Your answer should be the lines below from the one holding "the age limit." through the one holding "fn age_limit(&self, feed: &Feed)", copied exactly and with nothing else.

__________________________________________________

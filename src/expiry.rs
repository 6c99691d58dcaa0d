//! Housekeeping: trashing old entries, trimming long feeds, and purging
//! unsubscribed feeds once their retention window has passed.

use crate::app::Result;
use crate::domain::{now_millis, DeletedState, Feed};
use crate::query::{Filter, SortDirection};
use crate::store::Database;

const DAY_MS: i64 = 24 * 60 * 60 * 1000;

#[derive(Debug, Clone, Default, PartialEq, Eq)]
pub struct ExpiryReport {
    /// Entries trashed for being older than the age limit.
    pub aged_out: usize,
    /// Entries trashed for exceeding the per-feed entry limit.
    pub over_limit: usize,
    pub purged_feeds: usize,
    pub purged_entries: usize,
}

impl Database {
    /// Age limit of a feed in days, if entries of it expire at all.
    fn age_limit(&self, feed: &Feed) -> Option<u32> {
        let settings = self.settings();
        match feed.entry_age_limit {
            Some(days) if days > 0 => Some(days),
            Some(_) => None,
            None => settings.expire_entries.then_some(settings.entry_expiration_age),
        }
    }

    fn entry_limit(&self, feed: &Feed) -> Option<u32> {
        let settings = self.settings();
        match feed.max_entries {
            Some(max) if max > 0 => Some(max),
            Some(_) => None,
            None => settings.limit_stored_entries.then_some(settings.max_stored_entries),
        }
    }

    /// Run every expiry rule once. Starred entries never expire.
    pub fn expire_entries(&self) -> Result<ExpiryReport> {
        let mut report = ExpiryReport::default();
        let now = now_millis();

        for feed in self.feeds()? {
            if feed.is_folder {
                continue;
            }

            if feed.is_hidden() {
                let retention = i64::from(self.settings().hidden_feed_retention) * DAY_MS;
                if feed.hidden + retention <= now {
                    tracing::info!("Purging unsubscribed feed {}", feed.display_title());
                    let entries = self.count(
                        &Filter::new()
                            .feeds([feed.feed_id.clone()])
                            .include_hidden()
                            .include_excluded(),
                    )?;
                    self.purge_feed(&feed.feed_id)?;
                    report.purged_feeds += 1;
                    report.purged_entries += entries as usize;
                }
                continue;
            }

            let live = || {
                Filter::new()
                    .feeds([feed.feed_id.clone()])
                    .deleted(DeletedState::No)
                    .starred(false)
                    .include_excluded()
            };

            if let Some(days) = self.age_limit(&feed) {
                let cutoff = now - i64::from(days) * DAY_MS;
                let old = live().between(None, Some(cutoff - 1));
                report.aged_out += self.mark_deleted(&old, DeletedState::Trashed)?;
            }

            if let Some(max) = self.entry_limit(&feed) {
                let surplus = live().sorted(SortDirection::Desc).offset(max as usize);
                report.over_limit += self.trash_page(&surplus)?;
            }
        }

        report.purged_entries += self.purge_deleted()?;

        tracing::info!(
            "Expiry: {} aged out, {} over limit, {} feeds and {} entries purged",
            report.aged_out,
            report.over_limit,
            report.purged_feeds,
            report.purged_entries
        );
        Ok(report)
    }
}

#[cfg(test)]
mod tests {
    use super::*;
    use crate::config::DatabaseConfig;
    use crate::domain::{FeedUpdate, NewFeed, ParsedItem};

    fn items(dates: &[i64]) -> Vec<ParsedItem> {
        dates
            .iter()
            .enumerate()
            .map(|(i, date)| ParsedItem {
                id: Some(format!("item-{}", i)),
                published: Some(*date),
                ..Default::default()
            })
            .collect()
    }

    fn setup(settings: DatabaseConfig) -> (Database, String) {
        let db = Database::in_memory(settings).unwrap();
        let feed = db
            .add_feeds(vec![NewFeed::feed("https://example.com/feed.xml")])
            .unwrap()
            .remove(0);
        (db, feed.feed_id)
    }

    #[test]
    fn test_old_entries_are_trashed_but_starred_kept() {
        let settings = DatabaseConfig {
            expire_entries: true,
            entry_expiration_age: 10,
            ..Default::default()
        };
        let (db, feed) = setup(settings);
        let now = now_millis();
        let outcome = db
            .push_feed_entries(&feed, &items(&[now - 20 * DAY_MS, now - 15 * DAY_MS, now]))
            .unwrap();
        db.mark_starred(&Filter::new().entries([outcome.all_entries[0]]), true)
            .unwrap();

        let report = db.expire_entries().unwrap();
        assert_eq!(report.aged_out, 1);

        let trashed = db
            .ids(&Filter::new().deleted(DeletedState::Trashed))
            .unwrap();
        assert_eq!(trashed, vec![outcome.all_entries[1]]);
    }

    #[test]
    fn test_entry_limit_keeps_newest() {
        let (db, feed) = setup(DatabaseConfig::default());
        db.modify_feed(
            &feed,
            FeedUpdate {
                max_entries: Some(Some(2)),
                ..Default::default()
            },
        )
        .unwrap();
        let outcome = db
            .push_feed_entries(&feed, &items(&[100, 400, 300, 200]))
            .unwrap();

        let report = db.expire_entries().unwrap();
        assert_eq!(report.over_limit, 2);

        let mut kept = db
            .ids(&Filter::new().deleted(DeletedState::No))
            .unwrap();
        kept.sort_unstable();
        let mut expected = vec![outcome.all_entries[1], outcome.all_entries[2]];
        expected.sort_unstable();
        assert_eq!(kept, expected);
    }

    #[test]
    fn test_hidden_feed_purged_after_retention() {
        let settings = DatabaseConfig {
            hidden_feed_retention: 0,
            ..Default::default()
        };
        let (db, feed) = setup(settings);
        db.push_feed_entries(&feed, &items(&[1, 2])).unwrap();
        db.delete_feed(&feed).unwrap();

        let report = db.expire_entries().unwrap();
        assert_eq!(report.purged_feeds, 1);
        assert_eq!(report.purged_entries, 2);
        assert!(db.feeds().unwrap().is_empty());
    }

    #[test]
    fn test_nothing_expires_by_default() {
        let (db, feed) = setup(DatabaseConfig::default());
        db.push_feed_entries(&feed, &items(&[1, 2, 3])).unwrap();
        assert_eq!(db.expire_entries().unwrap(), ExpiryReport::default());
    }

    #[test]
    fn test_deleted_entries_are_purged() {
        let (db, feed) = setup(DatabaseConfig::default());
        let outcome = db.push_feed_entries(&feed, &items(&[1, 2])).unwrap();
        db.mark_deleted(
            &Filter::new().entries([outcome.all_entries[0]]),
            DeletedState::Deleted,
        )
        .unwrap();

        let report = db.expire_entries().unwrap();
        assert_eq!(report.purged_entries, 1);
        assert_eq!(db.count(&Filter::new()).unwrap(), 1);
    }
}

__________________________________________________

◆ **TASK SOLUTION**:
    /// Entries trashed for being older than the age limit.
    pub aged_out: usize,
    /// Entries trashed for exceeding the per-feed entry limit.
    pub over_limit: usize,
    pub purged_feeds: usize,
    pub purged_entries: usize,
}

impl Database {
    /// Age limit of a feed in days, if entries of it expire at all.
    fn age_limit(&self, feed: &Feed) -> Option<u32> {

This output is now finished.